Per quel che riguarda il perimetro di questo articolo ci limitiamo a costatare il portato destrutturante, di profilazione e numerico, degli organici dei servizi per la salute e dell’ancoraggio a rigidi vincoli finanziari. Inoltre e fondamentalmente, lavorare in questo settore della salute, soprattutto per chi svolge compiti dirigenziali o di costruzione di scenari e modelli politico-programmatori, significa camminare lungo il magmatico confine tra presente e futuro, riscontrando la snervante difficoltà a conseguire una comprensione dotata di certezza interpretativa durevole, che non debba, cioè, affrontare ulteriori ricomposizioni in un lasso di tempo breve.
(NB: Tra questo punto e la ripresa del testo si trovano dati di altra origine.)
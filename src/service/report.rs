//! Final report assembly and reference document publication

use std::fs;
use std::path::Path;

use crate::model::{
    ClassificationResult, DiagnosisNarrative, FinalReport, GasReading, ReferenceEntry, RequestMeta,
};
use crate::retriever::RetrievedDocument;

/// Copy each retrieved document's backing source file into the public docs
/// directory and build the reference list.
///
/// The copy is idempotent: an already-published file is left untouched.
/// Documents whose source is missing or whose copy fails are logged and
/// omitted; entry indexes keep the original retrieval rank.
pub fn copy_references(documents: &[RetrievedDocument], docs_dir: &Path) -> Vec<ReferenceEntry> {
    if let Err(e) = fs::create_dir_all(docs_dir) {
        tracing::warn!(error = %e, dir = %docs_dir.display(), "Failed to create docs directory");
    }

    let mut entries = Vec::new();

    for (rank, doc) in documents.iter().enumerate() {
        let rank = rank + 1;

        let Some(source) = doc.metadata.source.as_deref() else {
            tracing::debug!(rank = rank, "Retrieved document carries no source path, skipping");
            continue;
        };

        let source_path = Path::new(source);
        if !source_path.exists() {
            tracing::debug!(source = %source, "Reference source file missing, skipping");
            continue;
        }

        let Some(file_name) = source_path.file_name().and_then(|n| n.to_str()) else {
            tracing::debug!(source = %source, "Reference source has no usable file name, skipping");
            continue;
        };

        let dest_path = docs_dir.join(file_name);
        if !dest_path.exists() {
            if let Err(e) = fs::copy(source_path, &dest_path) {
                tracing::warn!(error = %e, file = %file_name, "Failed to copy reference document");
                continue;
            }
            tracing::debug!(file = %file_name, "Published reference document");
        }

        entries.push(ReferenceEntry {
            index: rank,
            source: file_name.to_string(),
            url: format!("/docs/{}", file_name),
        });
    }

    entries
}

/// Merge the pipeline outputs into the immutable final report record.
pub fn assemble(
    meta: RequestMeta,
    readings: Vec<GasReading>,
    classifications: Vec<ClassificationResult>,
    narrative: DiagnosisNarrative,
    documents: &[RetrievedDocument],
    docs_dir: &Path,
) -> FinalReport {
    let references = copy_references(documents, docs_dir);

    FinalReport {
        meta,
        readings,
        classifications,
        narrative,
        references,
    }
}

#[cfg(test)]
mod tests {
    use super::*;
    use crate::retriever::DocumentMetadata;
    use std::fs;

    fn doc_with_source(source: Option<String>) -> RetrievedDocument {
        RetrievedDocument {
            content: "reference content".to_string(),
            metadata: DocumentMetadata { source, page: None },
        }
    }

    #[test]
    fn copies_once_and_skips_existing_destination() {
        let source_dir = tempfile::tempdir().unwrap();
        let docs_dir = tempfile::tempdir().unwrap();

        let source = source_dir.path().join("ieee-c57.pdf");
        fs::write(&source, b"original").unwrap();
        let docs = vec![doc_with_source(Some(source.to_string_lossy().into_owned()))];

        let first = copy_references(&docs, docs_dir.path());
        assert_eq!(first.len(), 1);
        assert_eq!(first[0].index, 1);
        assert_eq!(first[0].source, "ieee-c57.pdf");
        assert_eq!(first[0].url, "/docs/ieee-c57.pdf");

        let dest = docs_dir.path().join("ieee-c57.pdf");
        assert_eq!(fs::read(&dest).unwrap(), b"original");

        // Overwrite the destination; the second call must not clobber it
        fs::write(&dest, b"already published").unwrap();
        let second = copy_references(&docs, docs_dir.path());
        assert_eq!(second.len(), 1);
        assert_eq!(fs::read(&dest).unwrap(), b"already published");
    }

    #[test]
    fn missing_source_is_omitted_but_ranks_are_kept() {
        let source_dir = tempfile::tempdir().unwrap();
        let docs_dir = tempfile::tempdir().unwrap();

        let present = source_dir.path().join("guide.pdf");
        fs::write(&present, b"guide").unwrap();

        let docs = vec![
            doc_with_source(Some("/nonexistent/gone.pdf".to_string())),
            doc_with_source(Some(present.to_string_lossy().into_owned())),
            doc_with_source(None),
        ];

        let entries = copy_references(&docs, docs_dir.path());
        assert_eq!(entries.len(), 1);
        assert_eq!(entries[0].index, 2);
        assert_eq!(entries[0].source, "guide.pdf");
    }

    #[test]
    fn assemble_carries_all_sections() {
        let docs_dir = tempfile::tempdir().unwrap();

        let report = assemble(
            RequestMeta::default(),
            vec![GasReading {
                gas_name: "H2".to_string(),
                ppm: "14".to_string(),
            }],
            vec![],
            DiagnosisNarrative::missing(),
            &[],
            docs_dir.path(),
        );

        assert_eq!(report.readings.len(), 1);
        assert!(report.references.is_empty());
        assert_eq!(report.narrative, DiagnosisNarrative::missing());
    }
}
Col rischio di dover navigare a vista e agire di rimessa quasi esclusivamente nella riduzione del danno.

La sfida che si delinea per i professionisti che agiscono ai vari piani del servizio socio-sanitario nazionale come sopra inteso, con differenti posizioni e con diverso tipo di ruoli, in organico o di collaborazione, non è unicamente quella di doversi sottoporre a un aggiornamento multiforme e frenetico, perciò deficitario e a rischio equivoci o veri abbagli nell’assimilazione, c’è infatti la tenuta di tutto il sistema che subisce scosse telluriche a magnitudo e intensità anche serie.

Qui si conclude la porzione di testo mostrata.